Le ciel, par le hublot !

Temps des vacances.
L’annonce est toute petite dans mon journal : 5 milliards de passagers pour zébrer le ciel de 2024. Les hublots sont les écrans du dépaysement. Tutoyer les sommets, questionner l’infini, suspendu dans le vide et la confiance, par-dessus les nuages et les frontières. Que se passe-t-il, au loin, en bas, dans le bleu de la distance ? L’altitude embrume le monde de mystères pour nos regards silencieux.
Temps de vacance.
Prendre de la hauteur, quitter l’ornière, lever les yeux, ressentir du neuf, vibrer de joie… nous sommes les passagers, heureux de quitter le connu, le régulé, le quotidien, pour déloger les surprises de la beauté. Les photos partagées en nourrissent le désir : paysages grandioses, tables au soleil, plongées dans le bonheur.
Temps de vacance.
Voici le temps du voyage. Nous sommes des nomades du bonheur, et l’autre, celui que je rencontre, y compris celui que je connais, vient d’ailleurs. Prendre la bonne place en face de lui et la meilleure distance pour le regard, l’attention émerveillée, l’écoute de présence. Son visage, sa respiration, ses gestes sont les traces de transhumances, une histoire riche d’instants de perle et burinée d’absences. Aimer celui qui est de mon voyage, l’aimer d’être lui, avec ses mystères, oser s’approcher de la petite fenêtre de co-naissance.
Temps de vacance.
L’été pour partager le frémissement d’existence. Et quand les places, les arts, les écrits me parlent, c’est pour interroger mon goût de l’autre, offrir les vibrations des mains que les artistes ont laissées dans leur chemin de nomades.

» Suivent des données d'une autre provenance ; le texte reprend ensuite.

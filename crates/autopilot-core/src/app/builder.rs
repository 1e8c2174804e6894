//! CoreBuilder - コアの構築とワイヤリング
//!
//! # 学習ポイント
//! - Builder パターンの実装
//! - 起動時検証（Fail-fast 設計）
//! - 依存の注入（Clock / Broker / StressProbe を差し替え可能）

use std::sync::Arc;

use tracing::{info, warn};

use super::engine::AutonomousTaskEngine;
use crate::config::CoreConfig;
use crate::domain::{ConfigError, EngineError, HubError, RegistryError};
use crate::healing::SelfHealingDispatcher;
use crate::hub::EventHub;
use crate::impls::{SourceRegistry, broker_for_url};
use crate::memory::CognitiveMemory;
use crate::ports::{
    Broker, Clock, IdGenerator, ManualStressProbe, Source, StressProbe, SystemClock, UlidGenerator,
};
use crate::queue::PriorityPolicy;
use crate::recorder::TaskRecorder;

/// CoreBuilder はコア一式を構築
///
/// # 使用例
/// ```ignore
/// let core = CoreBuilder::new(CoreConfig::from_env())
///     .source(Arc::new(CrmSource::new()))?
///     .expect_capabilities(&["crm.sync"])
///     .build()
///     .await?;
/// core.start()?;
/// ```
///
/// # Fail-fast 設計
/// - expect_capabilities() で期待される capability を登録
/// - build() 時に「期待集合 ⊆ 登録済み source の capability」をチェック
/// - 不足があれば BuildError を返す
pub struct CoreBuilder {
    config: CoreConfig,
    sources: SourceRegistry,
    broker: Option<Arc<dyn Broker>>,
    stress: Option<Arc<dyn StressProbe>>,
    clock: Arc<dyn Clock>,
    policy: PriorityPolicy,
    expected_capabilities: Option<Vec<String>>,
}

/// BuildError はコア構築時のエラー
#[derive(Debug, thiserror::Error)]
pub enum BuildError {
    #[error("Missing capabilities: {0:?}. These capabilities were expected but no source declares them.")]
    MissingCapabilities(Vec<String>),

    #[error("invalid configuration: {0}")]
    Config(#[from] ConfigError),

    #[error("recorder could not subscribe: {0}")]
    Hub(#[from] HubError),
}

impl CoreBuilder {
    /// 新しい CoreBuilder を作成
    pub fn new(config: CoreConfig) -> Self {
        Self {
            config,
            sources: SourceRegistry::new(),
            broker: None,
            stress: None,
            clock: Arc::new(SystemClock),
            policy: PriorityPolicy::standard(),
            expected_capabilities: None,
        }
    }

    /// Source を登録（名前の重複はエラー）
    pub fn source(mut self, source: Arc<dyn Source>) -> Result<Self, RegistryError> {
        self.sources.register(source)?;
        Ok(self)
    }

    /// durable 配送用の Broker を注入
    ///
    /// config が durable を要求したときだけ使う。`durable_bus_url` より優先。
    pub fn broker(mut self, broker: Arc<dyn Broker>) -> Self {
        self.broker = Some(broker);
        self
    }

    /// 未指定なら `Low` 固定の `ManualStressProbe`
    pub fn stress_probe(mut self, stress: Arc<dyn StressProbe>) -> Self {
        self.stress = Some(stress);
        self
    }

    pub fn clock(mut self, clock: Arc<dyn Clock>) -> Self {
        self.clock = clock;
        self
    }

    pub fn policy(mut self, policy: PriorityPolicy) -> Self {
        self.policy = policy;
        self
    }

    /// 期待される capability のリストを設定
    pub fn expect_capabilities(mut self, capabilities: &[&str]) -> Self {
        self.expected_capabilities = Some(capabilities.iter().map(|c| c.to_string()).collect());
        self
    }

    /// コアを構築
    ///
    /// # フロー
    /// 1. config を検証
    /// 2. 期待 capability のカバーを検証
    /// 3. EventHub を接続（durable が使えなければ in-process に縮退）
    /// 4. memory / recorder / healer / engine を生成してつなぐ
    pub async fn build(self) -> Result<Core, BuildError> {
        self.config.validate()?;

        if let Some(expected) = &self.expected_capabilities {
            let missing: Vec<String> = expected
                .iter()
                .filter(|c| !self.sources.covers(c))
                .cloned()
                .collect();
            if !missing.is_empty() {
                return Err(BuildError::MissingCapabilities(missing));
            }
        }

        let config = self.config;
        let clock = self.clock;
        let ids: Arc<dyn IdGenerator> = Arc::new(UlidGenerator::new(Arc::clone(&clock)));

        let broker = match self.broker {
            Some(broker) => Some(broker),
            None if config.durable_bus => resolve_broker(config.durable_bus_url.as_deref()),
            None => None,
        };
        let hub = Arc::new(
            EventHub::connect(
                config.delivery_mode(),
                broker,
                config.channel_prefix.clone(),
                Arc::clone(&clock),
            )
            .await,
        );
        let memory = Arc::new(CognitiveMemory::new(
            config.memory_capacities(),
            Arc::clone(&clock),
            Arc::clone(&ids),
        ));

        let recorder = Arc::new(
            TaskRecorder::new(config.recorder_config(), Arc::clone(&clock), ids)
                .with_hub(Arc::clone(&hub)),
        );
        recorder.attach(&hub)?;

        let healer = Arc::new(
            SelfHealingDispatcher::with_default_strategies(config.healing_config(), Arc::clone(&clock))
                .with_memory(Arc::clone(&memory))
                .with_hub(Arc::clone(&hub)),
        );

        let stress: Arc<dyn StressProbe> = match self.stress {
            Some(stress) => stress,
            None => Arc::new(ManualStressProbe::default()),
        };
        let sources = Arc::new(self.sources);
        let engine = Arc::new(AutonomousTaskEngine::new(
            config.engine_config(),
            self.policy,
            Arc::clone(&sources),
            Arc::clone(&memory),
            Arc::clone(&hub),
            Some(Arc::clone(&healer)),
            stress,
            clock,
        ));

        info!(
            sources = sources.len(),
            delivery = ?hub.mode(),
            degraded = hub.is_degraded(),
            "autopilot core built"
        );
        Ok(Core {
            config,
            hub,
            memory,
            recorder,
            healer,
            engine,
            sources,
        })
    }
}

fn resolve_broker(url: Option<&str>) -> Option<Arc<dyn Broker>> {
    let Some(url) = url else {
        warn!("durable bus requested without a broker or url");
        return None;
    };
    match broker_for_url(url) {
        Ok(broker) => Some(broker),
        Err(err) => {
            warn!(error = %err, "durable bus url not usable");
            None
        }
    }
}

impl Default for CoreBuilder {
    fn default() -> Self {
        Self::new(CoreConfig::default())
    }
}

/// Core は `build` が組み立てた一式（各部品は共有ハンドル）
pub struct Core {
    pub config: CoreConfig,
    pub hub: Arc<EventHub>,
    pub memory: Arc<CognitiveMemory>,
    pub recorder: Arc<TaskRecorder>,
    pub healer: Arc<SelfHealingDispatcher>,
    pub engine: Arc<AutonomousTaskEngine>,
    pub sources: Arc<SourceRegistry>,
}

impl Core {
    pub fn start(&self) -> Result<(), EngineError> {
        self.engine.start()
    }

    pub async fn shutdown(&self) {
        self.engine.shutdown().await;
    }
}
//! SourceRegistry - source の登録と capability による検索

use std::collections::HashMap;
use std::sync::Arc;

use crate::domain::RegistryError;
use crate::ports::Source;

/// SourceRegistry は source の登録簿（name -> source）
///
/// 初期化中だけ可変で、その後は読み取り専用。検索にロックは要らない。
#[derive(Default)]
pub struct SourceRegistry {
    sources: Vec<Arc<dyn Source>>,
    by_name: HashMap<String, usize>,
}

impl SourceRegistry {
    pub fn new() -> Self {
        Self::default()
    }

    pub fn register(&mut self, source: Arc<dyn Source>) -> Result<(), RegistryError> {
        let name = source.name().to_string();
        if self.by_name.contains_key(&name) {
            return Err(RegistryError::DuplicateSource(name));
        }
        self.by_name.insert(name, self.sources.len());
        self.sources.push(source);
        Ok(())
    }

    pub fn get(&self, name: &str) -> Option<&Arc<dyn Source>> {
        self.by_name.get(name).map(|&i| &self.sources[i])
    }

    /// `requested` を満たす capability を宣言した source
    ///
    /// # 順序
    /// 1. 完全一致
    /// 2. `domain.*`
    /// 3. `*`
    ///
    /// 同じグループ内は登録順。
    pub fn resolve(&self, requested: &str) -> Vec<Arc<dyn Source>> {
        let mut matches: Vec<(u8, usize, &Arc<dyn Source>)> = self
            .sources
            .iter()
            .enumerate()
            .filter_map(|(i, s)| s.best_match(requested).map(|c| (c.specificity(), i, s)))
            .collect();
        matches.sort_by_key(|(rank, i, _)| (*rank, *i));
        matches.into_iter().map(|(_, _, s)| Arc::clone(s)).collect()
    }

    pub fn covers(&self, requested: &str) -> bool {
        self.sources.iter().any(|s| s.best_match(requested).is_some())
    }

    pub fn names(&self) -> Vec<String> {
        self.sources.iter().map(|s| s.name().to_string()).collect()
    }

    pub fn len(&self) -> usize {
        self.sources.len()
    }

    pub fn is_empty(&self) -> bool {
        self.sources.is_empty()
    }
}

#[cfg(test)]
mod tests {
    use super::*;
    use crate::domain::{Capability, SourceError};
    use async_trait::async_trait;
    use serde_json::Value;

    struct Named {
        name: &'static str,
        caps: Vec<Capability>,
    }

    impl Named {
        fn new(name: &'static str, caps: &[&str]) -> Arc<dyn Source> {
            Arc::new(Self {
                name,
                caps: caps.iter().map(|c| Capability::parse(c)).collect(),
            })
        }
    }

    #[async_trait]
    impl Source for Named {
        fn name(&self) -> &str {
            self.name
        }

        fn capabilities(&self) -> &[Capability] {
            &self.caps
        }

        async fn query(&self, _op: &str, _params: &Value) -> Result<Value, SourceError> {
            Ok(Value::Null)
        }

        async fn is_healthy(&self) -> bool {
            true
        }
    }

    #[test]
    fn resolve_orders_exact_then_domain_then_any() {
        let mut reg = SourceRegistry::new();
        reg.register(Named::new("fallback", &["*"])).unwrap();
        reg.register(Named::new("graph", &["graph.*"])).unwrap();
        reg.register(Named::new("neo4j", &["graph.query", "graph.*"])).unwrap();

        let names: Vec<String> = reg
            .resolve("graph.query")
            .iter()
            .map(|s| s.name().to_string())
            .collect();
        assert_eq!(names, vec!["neo4j", "graph", "fallback"]);

        let names: Vec<String> = reg.resolve("diagnostic").iter().map(|s| s.name().to_string()).collect();
        assert_eq!(names, vec!["fallback"]);
    }

    #[test]
    fn duplicate_names_are_rejected() {
        let mut reg = SourceRegistry::new();
        reg.register(Named::new("pg", &["sql"])).unwrap();
        let err = reg.register(Named::new("pg", &["sql"])).unwrap_err();
        assert_eq!(err, RegistryError::DuplicateSource("pg".into()));
        assert_eq!(reg.len(), 1);
    }

    #[test]
    fn covers_reports_capability_gaps() {
        let mut reg = SourceRegistry::new();
        reg.register(Named::new("pg", &["sql.*"])).unwrap();
        assert!(reg.covers("sql.read"));
        assert!(!reg.covers("graph.query"));
        assert!(reg.get("pg").is_some());
    }
}
//! PriorityPolicy - ライブシグナルからタスクの優先度を決める

use crate::domain::{StressLevel, Task};

/// PriorityPolicy はキュー内タスクの優先度を計算
///
/// `priority = base_score + stress_adjustment + health_adjustment`
#[derive(Debug, Clone)]
pub struct PriorityPolicy {
    /// 高ストレス時に単純なタスクへ加算
    pub stress_bonus_simple: f64,

    /// 高ストレス時に複雑なタスクから減算
    pub stress_penalty_complex: f64,

    /// 全体の health がこれを下回ると maintenance タスクを優遇
    pub low_health_threshold: f64,

    pub maintenance_bonus: f64,
}

impl PriorityPolicy {
    pub fn standard() -> Self {
        Self {
            stress_bonus_simple: 50.0,
            stress_penalty_complex: 30.0,
            low_health_threshold: 0.5,
            maintenance_bonus: 100.0,
        }
    }

    pub fn priority(&self, task: &Task, stress: StressLevel, global_health: f64) -> f64 {
        let mut priority = task.base_score;

        if stress == StressLevel::High {
            if task.is_simple {
                priority += self.stress_bonus_simple;
            } else {
                priority -= self.stress_penalty_complex;
            }
        }

        if global_health < self.low_health_threshold && task.is_maintenance_task {
            priority += self.maintenance_bonus;
        }

        priority
    }
}

impl Default for PriorityPolicy {
    fn default() -> Self {
        Self::standard()
    }
}

#[cfg(test)]
mod tests {
    use super::*;
    use rstest::rstest;

    #[rstest]
    #[case(false, false, StressLevel::Low, 1.0, 50.0)]
    #[case(true, false, StressLevel::High, 1.0, 100.0)]
    #[case(false, false, StressLevel::High, 1.0, 20.0)]
    #[case(false, false, StressLevel::Medium, 1.0, 50.0)]
    #[case(false, true, StressLevel::Low, 0.4, 150.0)]
    #[case(false, true, StressLevel::Low, 0.5, 50.0)]
    #[case(false, true, StressLevel::High, 0.2, 120.0)]
    fn priority_adjustments(
        #[case] simple: bool,
        #[case] maintenance: bool,
        #[case] stress: StressLevel,
        #[case] health: f64,
        #[case] expected: f64,
    ) {
        let mut task = Task::new("t");
        task.is_simple = simple;
        task.is_maintenance_task = maintenance;

        let p = PriorityPolicy::standard().priority(&task, stress, health);
        assert_eq!(p, expected);
    }

    #[test]
    fn high_stress_flips_diagnostic_and_data_collection() {
        let policy = PriorityPolicy::standard();
        let diagnostic = Task::new("diagnostic").with_base_score(100.0);
        let collection = Task::new("data_collection").with_base_score(60.0).simple();

        let d = policy.priority(&diagnostic, StressLevel::High, 1.0);
        let c = policy.priority(&collection, StressLevel::High, 1.0);
        assert!(c > d);
    }
}
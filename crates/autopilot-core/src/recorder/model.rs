use std::collections::BTreeMap;

use chrono::{DateTime, Utc};
use serde::{Deserialize, Serialize};

use crate::domain::{ExecutionId, ObservationId, RecorderError, SuggestionId, SuggestionStatus};

/// ObservationInput は実行済みタスク 1 件について呼び出し側が知っていること
#[derive(Debug, Clone, Default, PartialEq)]
pub struct ObservationInput {
    pub task_type: String,
    pub params: serde_json::Value,
    pub user_id: Option<String>,
    pub org_id: Option<String>,
    pub duration_ms: Option<u64>,
    pub success: bool,
    pub result: Option<serde_json::Value>,
    pub context: serde_json::Map<String, serde_json::Value>,
}

#[derive(Debug, Clone, PartialEq, Serialize, Deserialize)]
#[serde(rename_all = "camelCase")]
pub struct TaskObservation {
    pub id: ObservationId,
    pub task_type: String,
    pub task_signature: String,
    pub user_id: String,
    pub org_id: String,
    pub timestamp: DateTime<Utc>,
    pub duration_ms: Option<u64>,
    pub success: bool,
    pub result: Option<serde_json::Value>,
    pub context: serde_json::Map<String, serde_json::Value>,
}

/// TaskPattern は 1 シグネチャの累積統計
#[derive(Debug, Clone, PartialEq, Serialize, Deserialize)]
#[serde(rename_all = "camelCase")]
pub struct TaskPattern {
    pub task_signature: String,
    pub task_type: String,
    pub frequency: u64,
    pub successes: u64,
    /// successes / frequency, over every observation of the signature
    pub success_rate: f64,
    pub average_duration_ms: Option<f64>,
    #[serde(skip)]
    pub(crate) timed_observations: u64,
    pub first_seen: DateTime<Utc>,
    pub last_seen: DateTime<Utc>,
    /// `"key:value"` -> count
    pub contexts: BTreeMap<String, u64>,
    /// Most recent suggestion raised for this signature.
    pub last_suggestion: Option<SuggestionId>,
}

/// AutomationSuggestion は自動化の提案
///
/// recorder だけが作り、すべて承認が必要。
#[derive(Debug, Clone, PartialEq, Serialize)]
#[serde(rename_all = "camelCase")]
pub struct AutomationSuggestion {
    pub id: SuggestionId,
    pub task_signature: String,
    pub task_type: String,
    pub confidence: f64,
    pub observed_count: u64,
    pub suggested_action: String,
    pub estimated_benefit: String,
    pub created_at: DateTime<Utc>,
    pub status: SuggestionStatus,
    pub reviewed_by: Option<String>,
    pub reviewed_at: Option<DateTime<Utc>>,
    requires_approval: bool,
}

impl AutomationSuggestion {
    pub(crate) fn pending(id: SuggestionId, pattern: &TaskPattern, now: DateTime<Utc>) -> Self {
        let estimated_benefit = match pattern.average_duration_ms {
            Some(ms) => format!("Saves ~{ms:.0}ms per execution"),
            None => "Reduces manual repetition".to_string(),
        };
        Self {
            id,
            task_signature: pattern.task_signature.clone(),
            task_type: pattern.task_type.clone(),
            confidence: pattern.success_rate,
            observed_count: pattern.frequency,
            suggested_action: format!(
                "Automate \"{}\" task (observed {} times with {:.0}% success rate)",
                pattern.task_type,
                pattern.frequency,
                pattern.success_rate * 100.0
            ),
            estimated_benefit,
            created_at: now,
            status: SuggestionStatus::Pending,
            reviewed_by: None,
            reviewed_at: None,
            requires_approval: true,
        }
    }

    pub fn requires_approval(&self) -> bool {
        self.requires_approval
    }
}

/// ExecutionRequest は suggestion が示す自動化の実行要求
#[derive(Debug, Clone, PartialEq, Serialize, Deserialize)]
#[serde(rename_all = "camelCase")]
pub struct ExecutionRequest {
    pub suggestion_id: SuggestionId,
    pub task_type: String,
    pub params: serde_json::Value,
    pub requested_by: String,
}

/// ExecutionDecision は `{approved, execution_id?}` + 拒否時の型付き理由
#[derive(Debug, Clone, PartialEq)]
pub struct ExecutionDecision {
    pub approved: bool,
    pub execution_id: Option<ExecutionId>,
    pub rejection: Option<RecorderError>,
}

impl ExecutionDecision {
    pub(crate) fn approved(id: ExecutionId) -> Self {
        Self {
            approved: true,
            execution_id: Some(id),
            rejection: None,
        }
    }

    pub(crate) fn rejected(reason: RecorderError) -> Self {
        Self {
            approved: false,
            execution_id: None,
            rejection: Some(reason),
        }
    }
}

/// ExecutionRecord は承認された実行（実際に行うのは呼び出し側）
#[derive(Debug, Clone, PartialEq, Serialize, Deserialize)]
#[serde(rename_all = "camelCase")]
pub struct ExecutionRecord {
    pub execution_id: ExecutionId,
    pub suggestion_id: SuggestionId,
    pub task_signature: String,
    pub task_type: String,
    pub params: serde_json::Value,
    pub requested_by: String,
    pub approved_by: String,
    pub executed_at: DateTime<Utc>,
}
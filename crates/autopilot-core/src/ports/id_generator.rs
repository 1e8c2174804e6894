//! IdGenerator port - ID 生成の抽象化
//!
//! `UlidGenerator` は ULID の時刻部分を `Clock` から取る。`FixedClock` なら
//! timestamp は同じでもランダム部分で ID は異なる。

use ulid::Ulid;

use crate::domain::ids::{ExecutionId, FailureId, Id, IdMarker, ObservationId, QueryId, SuggestionId};
use crate::ports::Clock;

/// IdGenerator は各 ID ファミリーの ID を生成
pub trait IdGenerator: Send + Sync {
    fn generate_observation_id(&self) -> ObservationId;

    fn generate_suggestion_id(&self) -> SuggestionId;

    fn generate_execution_id(&self) -> ExecutionId;

    fn generate_query_id(&self) -> QueryId;

    fn generate_failure_id(&self) -> FailureId;
}

pub struct UlidGenerator<C> {
    clock: C,
}

impl<C: Clock> UlidGenerator<C> {
    pub fn new(clock: C) -> Self {
        Self { clock }
    }

    fn next<T: IdMarker>(&self) -> Id<T> {
        let timestamp_ms = self.clock.now().timestamp_millis().max(0) as u64;
        Id::from(Ulid::from_parts(timestamp_ms, rand::random()))
    }
}

impl<C: Clock> IdGenerator for UlidGenerator<C> {
    fn generate_observation_id(&self) -> ObservationId {
        self.next()
    }

    fn generate_suggestion_id(&self) -> SuggestionId {
        self.next()
    }

    fn generate_execution_id(&self) -> ExecutionId {
        self.next()
    }

    fn generate_query_id(&self) -> QueryId {
        self.next()
    }

    fn generate_failure_id(&self) -> FailureId {
        self.next()
    }
}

Voici le temps de voyage pour l’âme humaine, un hublot rempli de ciel: rencontrer sans prendre, partager le banc sans fuir le présent, accompagner nos murmures d’une parole de l’invisible, non pas un credo de certitudes, mais un souffle de gratitudes, une respiration de bord de rivière, un bruissement de forêt, un rire d’enfant.
Nous rendre capables de partir, prendre l’envol des visages : le bleu des yeux, le rouge du cœur, le noir des pupilles pour colorer le vitrail du ciel et peut-être même redessiner l’allée de Dieu.